---- MATERIAL SUPPLIED

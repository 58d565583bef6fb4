// Copyright (c) 2022 MASSA LABS <info@massa.net>

use std::convert::TryInto;

use dagpow_time::DagTime;

use crate::config::{RANGE_DIGEST_SIZE, RANGE_DIGEST_SLOTS, RANGE_DIGEST_SLOT_SIZE};
use crate::error::{ModelsError, ModelsResult};

/// Summary of the blocks of a time range, split in 16 sub-ranges.
///
/// Slot `i` covers `[start + i * step, start + (i + 1) * step)` with
/// `step = (end - start) >> 4`, the last slot extending to `end`. Each slot
/// holds the wrapping sum of the block sums (little-endian u64) followed by
/// the total size of those blocks (little-endian u64).
#[derive(Clone, PartialEq, Eq)]
pub struct RangeDigest([u8; RANGE_DIGEST_SIZE]);

impl Default for RangeDigest {
    fn default() -> Self {
        RangeDigest([0u8; RANGE_DIGEST_SIZE])
    }
}

impl RangeDigest {
    /// Copy `data`, which must be exactly 256 bytes long.
    pub fn from_bytes(data: &[u8]) -> ModelsResult<Self> {
        let bytes: [u8; RANGE_DIGEST_SIZE] = data
            .try_into()
            .map_err(|_| ModelsError::InvalidDigestSize(data.len()))?;
        Ok(RangeDigest(bytes))
    }

    /// raw bytes
    pub fn as_bytes(&self) -> &[u8; RANGE_DIGEST_SIZE] {
        &self.0
    }

    /// The 16 bytes summarizing sub-range `index`.
    pub fn slot(&self, index: usize) -> Option<&[u8]> {
        self.0
            .get(index * RANGE_DIGEST_SLOT_SIZE..(index + 1) * RANGE_DIGEST_SLOT_SIZE)
    }

    /// Sub-ranges whose summaries differ between `self` and `other`, in order.
    pub fn differing_slots(&self, other: &RangeDigest) -> Vec<usize> {
        self.0
            .chunks_exact(RANGE_DIGEST_SLOT_SIZE)
            .zip(other.0.chunks_exact(RANGE_DIGEST_SLOT_SIZE))
            .enumerate()
            .filter(|(_, (ours, theirs))| ours != theirs)
            .map(|(index, _)| index)
            .collect()
    }

    /// Account one block of sum `sum` and size `size` in sub-range `index`.
    pub fn add_block(&mut self, index: usize, sum: u64, size: u64) {
        if index >= RANGE_DIGEST_SLOTS {
            return;
        }
        let offset = index * RANGE_DIGEST_SLOT_SIZE;
        let (sum_bytes, size_bytes) = self.0[offset..offset + RANGE_DIGEST_SLOT_SIZE].split_at_mut(8);
        let read = |bytes: &[u8]| {
            let mut word = [0u8; 8];
            word.copy_from_slice(bytes);
            u64::from_le_bytes(word)
        };
        let new_sum = read(sum_bytes).wrapping_add(sum);
        let new_size = read(size_bytes).wrapping_add(size);
        sum_bytes.copy_from_slice(&new_sum.to_le_bytes());
        size_bytes.copy_from_slice(&new_size.to_le_bytes());
    }

    /// Digest of `[start, end)` from `(timestamp, sum, size)` triples.
    ///
    /// Entries outside the range are ignored. The span must be at least 16 ticks;
    /// when it is not a multiple of 16 the last slot absorbs the remainder.
    pub fn for_range<I>(start: DagTime, end: DagTime, blocks: I) -> ModelsResult<Self>
    where
        I: IntoIterator<Item = (DagTime, u64, u64)>,
    {
        let step = sub_range_step(start, end)?;
        let mut digest = RangeDigest::default();
        for (timestamp, sum, size) in blocks {
            if timestamp < start || timestamp >= end {
                continue;
            }
            let index = (timestamp.to_ticks() - start.to_ticks()) / step.to_ticks();
            let index = (index as usize).min(RANGE_DIGEST_SLOTS - 1);
            digest.add_block(index, sum, size);
        }
        Ok(digest)
    }
}

/// Length of one of the 16 sub-ranges of `[start, end)`.
pub fn sub_range_step(start: DagTime, end: DagTime) -> ModelsResult<DagTime> {
    let span = end
        .checked_sub(start)
        .map_err(|_| ModelsError::InvalidRange(start.to_ticks(), end.to_ticks()))?;
    let step = span.to_ticks() >> 4;
    if step == 0 {
        return Err(ModelsError::InvalidRange(start.to_ticks(), end.to_ticks()));
    }
    Ok(DagTime::from_ticks(step))
}

impl std::fmt::Debug for RangeDigest {
    fn fmt(&self, f: &mut std::fmt::Formatter<'_>) -> std::fmt::Result {
        let sizes: Vec<u64> = self
            .0
            .chunks_exact(RANGE_DIGEST_SLOT_SIZE)
            .map(|slot| {
                let mut word = [0u8; 8];
                word.copy_from_slice(&slot[8..]);
                u64::from_le_bytes(word)
            })
            .collect();
        f.debug_struct("RangeDigest").field("sizes", &sizes).finish()
    }
}
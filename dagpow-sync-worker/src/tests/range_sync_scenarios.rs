// Copyright (c) 2022 MASSA LABS <info@massa.net>

use std::time::Duration;

use dagpow_models::{
    config::{FULL_SYNC_SPAN, RAW_BLOCK_SIZE},
    test_exports::make_block,
    RangeDigest, SyncState,
};
use dagpow_sync_exports::{test_exports::test_peer, SyncConfig, SyncEvent, SyncMessage};
use dagpow_time::DagTime;
use serial_test::serial;

use super::tools::{drain, eager_config, new_block_message, sync_test, wait_until, TestNetwork};

const WAIT: Duration = Duration::from_secs(2);

/// Wait for the root sums request of the first cycle and return its nonce.
fn expect_root_request(rx: &crossbeam::channel::Receiver<SyncMessage>, span: DagTime) -> u64 {
    match rx.recv_timeout(WAIT).unwrap() {
        SyncMessage::SumsRequest {
            start_time,
            end_time,
            nonce,
        } => {
            assert_eq!(start_time, DagTime::ZERO);
            assert_eq!(end_time, span);
            nonce
        }
        other => panic!("unexpected message {:?}", other),
    }
}

#[test]
#[serial]
fn test_digest_diff_requests_only_differing_subrange() {
    let net = TestNetwork::new();
    let peer = test_peer(1);
    let rx = net.peers.create_fake_connection(peer);
    let step = FULL_SYNC_SPAN.to_ticks() >> 4;
    // both sides know this block
    let shared = make_block(DagTime::from_ticks(step * 2 + 5), None, 1);
    net.store.insert(shared.clone());

    sync_test(eager_config(), net.channels(), net.status.clone(), |controller, _events| {
        let nonce = expect_root_request(&rx, FULL_SYNC_SPAN);

        let mut remote = RangeDigest::default();
        remote.add_block(2, shared.raw().sum(), RAW_BLOCK_SIZE as u64);
        remote.add_block(5, 0xdead_beef, RAW_BLOCK_SIZE as u64);
        controller.on_message(
            peer,
            SyncMessage::SumsReply {
                end_time: FULL_SYNC_SPAN,
                nonce,
                digest: remote,
            },
        );

        let sent = drain(&rx);
        assert_eq!(sent.len(), 1);
        match &sent[0] {
            SyncMessage::SumsRequest {
                start_time,
                end_time,
                ..
            } => {
                assert_eq!(*start_time, DagTime::from_ticks(5 * step));
                assert_eq!(*end_time, DagTime::from_ticks(6 * step));
            }
            other => panic!("unexpected message {:?}", other),
        }
    });
}

#[test]
#[serial]
fn test_small_subrange_fetched_as_blocks() {
    let net = TestNetwork::new();
    let peer = test_peer(1);
    let rx = net.peers.create_fake_connection(peer);
    let span = DagTime::from_ticks(1 << 24);
    let cfg = SyncConfig {
        full_sync_span: span,
        ..eager_config()
    };
    let missing = make_block(DagTime::from_ticks((3 << 20) + 1), None, 9);

    sync_test(cfg, net.channels(), net.status.clone(), |controller, _events| {
        let nonce = expect_root_request(&rx, span);
        let mut remote = RangeDigest::default();
        remote.add_block(3, missing.raw().sum(), RAW_BLOCK_SIZE as u64);
        controller.on_message(
            peer,
            SyncMessage::SumsReply {
                end_time: span,
                nonce,
                digest: remote,
            },
        );

        let sent = drain(&rx);
        assert_eq!(sent.len(), 1);
        let SyncMessage::BlocksRequest {
            start_time,
            end_time,
            nonce,
        } = sent[0].clone()
        else {
            panic!("expected a blocks request, got {:?}", sent[0]);
        };
        assert_eq!(start_time, DagTime::from_ticks(3 << 20));
        assert_eq!(end_time, DagTime::from_ticks(4 << 20));

        controller.on_message(peer, new_block_message(&missing, 1));
        controller.on_message(
            peer,
            SyncMessage::BlocksReply {
                ack: true,
                end_time,
                nonce,
            },
        );
    });
    assert_eq!(net.chain.imported(), vec![missing.id()]);
    assert!(net.peers.dropped().is_empty());
}

#[test]
#[serial]
fn test_mismatched_reply_ignored() {
    let net = TestNetwork::new();
    let (a, b) = (test_peer(1), test_peer(2));
    let rx_a = net.peers.create_fake_connection(a);
    let rx_b = net.peers.create_fake_connection(b);

    sync_test(eager_config(), net.channels(), net.status.clone(), |controller, _events| {
        let nonce = expect_root_request(&rx_a, FULL_SYNC_SPAN);
        expect_root_request(&rx_b, FULL_SYNC_SPAN);

        let mut remote = RangeDigest::default();
        remote.add_block(0, 1, RAW_BLOCK_SIZE as u64);
        // wrong end time
        controller.on_message(
            a,
            SyncMessage::SumsReply {
                end_time: DagTime::from_ticks(1 << 20),
                nonce,
                digest: remote.clone(),
            },
        );
        // right nonce, wrong peer
        controller.on_message(
            b,
            SyncMessage::SumsReply {
                end_time: FULL_SYNC_SPAN,
                nonce,
                digest: remote.clone(),
            },
        );
        assert!(drain(&rx_a).is_empty());
        assert!(drain(&rx_b).is_empty());

        // the original request is still answerable
        controller.on_message(
            a,
            SyncMessage::SumsReply {
                end_time: FULL_SYNC_SPAN,
                nonce,
                digest: remote,
            },
        );
        assert_eq!(drain(&rx_a).len(), 1);
    });
    assert!(net.peers.dropped().is_empty());
}

#[test]
#[serial]
fn test_request_timeout_drops_peer() {
    let net = TestNetwork::new();
    let peer = test_peer(1);
    let rx = net.peers.create_fake_connection(peer);
    let cfg = SyncConfig {
        request_timeout: Duration::from_millis(20),
        sync_interval: Duration::from_millis(50),
        ..eager_config()
    };

    sync_test(cfg, net.channels(), net.status.clone(), |_controller, _events| {
        expect_root_request(&rx, FULL_SYNC_SPAN);
        assert!(wait_until(WAIT, || net.peers.dropped() == vec![peer]));
    });
}

#[test]
#[serial]
fn test_lone_node_forced_sync_done() {
    let net = TestNetwork::new();
    let rx = net.peers.create_fake_connection(test_peer(1));
    let cfg = SyncConfig {
        sync_done_wait: Duration::ZERO,
        ..eager_config()
    };

    sync_test(cfg, net.channels(), net.status.clone(), |controller, events| {
        assert_eq!(events.recv_timeout(WAIT).unwrap(), SyncEvent::SyncDone);
        assert_eq!(controller.sync_state(), SyncState::Done);
        // a synced node does not start range sync cycles
        assert!(rx.recv_timeout(Duration::from_millis(100)).is_err());
    });
}

#[test]
#[serial]
fn test_digest_reply_ignored_once_synced() {
    let net = TestNetwork::new();
    let peer = test_peer(1);
    let rx = net.peers.create_fake_connection(peer);

    sync_test(eager_config(), net.channels(), net.status.clone(), |controller, _events| {
        let nonce = expect_root_request(&rx, FULL_SYNC_SPAN);
        net.status.mark_done();
        let mut remote = RangeDigest::default();
        remote.add_block(7, 1, RAW_BLOCK_SIZE as u64);
        controller.on_message(
            peer,
            SyncMessage::SumsReply {
                end_time: FULL_SYNC_SPAN,
                nonce,
                digest: remote,
            },
        );
        assert!(drain(&rx).is_empty());
    });
}

#[test]
#[serial]
fn test_timely_reply_after_sync_done_keeps_peer() {
    let net = TestNetwork::new();
    let peer = test_peer(1);
    let rx = net.peers.create_fake_connection(peer);
    let cfg = SyncConfig {
        request_timeout: Duration::from_millis(300),
        sync_interval: Duration::from_millis(200),
        ..eager_config()
    };

    sync_test(cfg, net.channels(), net.status.clone(), |controller, _events| {
        let nonce = expect_root_request(&rx, FULL_SYNC_SPAN);
        net.status.mark_done();
        controller.on_message(
            peer,
            SyncMessage::SumsReply {
                end_time: FULL_SYNC_SPAN,
                nonce,
                digest: RangeDigest::default(),
            },
        );
        // well past the request deadline
        std::thread::sleep(Duration::from_millis(800));
        assert!(net.peers.dropped().is_empty());
        assert!(drain(&rx).is_empty());
    });
}
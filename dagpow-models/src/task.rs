// Copyright (c) 2022 MASSA LABS <info@massa.net>

use dagpow_hash::{task_digest::TaskDigest, HASH_SIZE_BYTES};
use dagpow_time::DagTime;
use serde::{Deserialize, Serialize};

use crate::block::RawBlock;
use crate::config::{FIELD_SIZE, TRAILING_FIELD_INDEX};
use crate::error::ModelsResult;

/// Work handed to miners.
///
/// `work[0]` is the SHA-256 midstate after the first 448 bytes of the
/// candidate block, `work[1]` its trailing field. Miners hash
/// `work[1] ++ nonce` on top of the midstate and send the nonce back.
#[derive(Debug, Clone, PartialEq, Eq, Serialize, Deserialize)]
pub struct Task {
    /// midstate then trailing field
    pub work: [[u8; HASH_SIZE_BYTES]; 2],
    /// send time of the cycle this task belongs to
    pub task_time: DagTime,
    /// strictly increasing across tasks
    pub task_index: u64,
}

impl Task {
    /// Task for mining `block`, along with the digest state that scores its shares.
    pub fn for_block(
        block: &RawBlock,
        task_time: DagTime,
        task_index: u64,
    ) -> ModelsResult<(Task, TaskDigest)> {
        let digest = block.task_digest()?;
        let mut trailing = [0u8; FIELD_SIZE];
        if let Some(field) = block.field(TRAILING_FIELD_INDEX) {
            trailing = *field;
        }
        let task = Task {
            work: [digest.midstate(), trailing],
            task_time,
            task_index,
        };
        Ok((task, digest))
    }

    /// SHA-256 state after the first 448 bytes
    pub fn midstate(&self) -> &[u8; HASH_SIZE_BYTES] {
        &self.work[0]
    }

    /// last field hashed before the nonce
    pub fn trailing_field(&self) -> &[u8; HASH_SIZE_BYTES] {
        &self.work[1]
    }
}

/// Identifier of a miner connection.
#[derive(Debug, Clone, Copy, PartialEq, Eq, Hash, PartialOrd, Ord, Serialize, Deserialize)]
pub struct ChannelId(pub u64);

impl std::fmt::Display for ChannelId {
    fn fmt(&self, f: &mut std::fmt::Formatter<'_>) -> std::fmt::Result {
        write!(f, "channel#{}", self.0)
    }
}

/// Nonce submitted by a miner for the task `task_index`.
#[derive(Debug, Clone, Copy, PartialEq, Eq, Serialize, Deserialize)]
pub struct Share {
    /// nonce in miner byte order
    pub nonce: [u8; HASH_SIZE_BYTES],
    /// task the nonce was mined for
    pub task_index: u64,
}

#[cfg(test)]
mod tests {
    use super::*;

    #[test]
    fn test_task_carries_trailing_field() {
        let mut raw = RawBlock::zeroed();
        raw.set_field(TRAILING_FIELD_INDEX, &[0x5au8; FIELD_SIZE]);
        let (task, digest) = Task::for_block(&raw, DagTime::from_ticks(0x1_0000), 3).unwrap();
        assert_eq!(task.trailing_field(), &[0x5au8; FIELD_SIZE]);
        assert_eq!(task.midstate(), &digest.midstate());
        assert_eq!(task.task_index, 3);
    }

    #[test]
    fn test_midstate_ignores_trailing_field() {
        let mut a = RawBlock::zeroed();
        let mut b = RawBlock::zeroed();
        a.set_field(TRAILING_FIELD_INDEX, &[1u8; FIELD_SIZE]);
        b.set_field(TRAILING_FIELD_INDEX, &[2u8; FIELD_SIZE]);
        let (task_a, _) = Task::for_block(&a, DagTime::ZERO, 0).unwrap();
        let (task_b, _) = Task::for_block(&b, DagTime::ZERO, 0).unwrap();
        assert_eq!(task_a.midstate(), task_b.midstate());
    }
}
// Copyright (c) 2022 MASSA LABS <info@massa.net>

use std::{
    ops::Deref,
    time::{Duration, Instant},
};

use crossbeam::channel::{SendError, SendTimeoutError, Sender, TrySendError};

use crate::ChannelMetrics;

/// Sending half of a [`crate::DagChannel`].
#[derive(Clone, Debug)]
pub struct DagSender<T> {
    pub(crate) sender: Sender<T>,
    pub(crate) name: String,
    pub(crate) metrics: Option<ChannelMetrics>,
}

impl<T> DagSender<T> {
    fn on_sent(&self) {
        if let Some(metrics) = &self.metrics {
            metrics.actual_len.inc();
        }
    }

    /// Send a message to the channel
    pub fn send(&self, msg: T) -> Result<(), SendError<T>> {
        self.sender.send(msg)?;
        self.on_sent();
        Ok(())
    }

    /// Send, waiting at most `duration` for room in a bounded channel.
    pub fn send_timeout(&self, msg: T, duration: Duration) -> Result<(), SendTimeoutError<T>> {
        self.sender.send_timeout(msg, duration)?;
        self.on_sent();
        Ok(())
    }

    /// Send, waiting until `deadline` for room in a bounded channel.
    pub fn send_deadline(&self, msg: T, deadline: Instant) -> Result<(), SendTimeoutError<T>> {
        self.sender.send_deadline(msg, deadline)?;
        self.on_sent();
        Ok(())
    }

    /// Send without blocking. Fails when the channel is full or disconnected.
    pub fn try_send(&self, msg: T) -> Result<(), TrySendError<T>> {
        self.sender.try_send(msg)?;
        self.on_sent();
        Ok(())
    }

    /// Name given at creation.
    pub fn name(&self) -> &str {
        &self.name
    }

    /// Current value of the queue length gauge.
    pub fn queue_len_metric(&self) -> Option<f64> {
        self.metrics.as_ref().map(|metrics| metrics.actual_len.get())
    }
}

impl<T> Deref for DagSender<T> {
    type Target = Sender<T>;

    fn deref(&self) -> &Self::Target {
        &self.sender
    }
}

--------

_TASK STATEMENT_
If the string "ModelsError" is in a line of the entries, pick that line out.

_FINISHED EXERCISE_
use crate::error::{ModelsError, ModelsResult};
            .map_err(|_| ModelsError::InvalidDigestSize(data.len()))?;
        .map_err(|_| ModelsError::InvalidRange(start.to_ticks(), end.to_ticks()))?;
        return Err(ModelsError::InvalidRange(start.to_ticks(), end.to_ticks()));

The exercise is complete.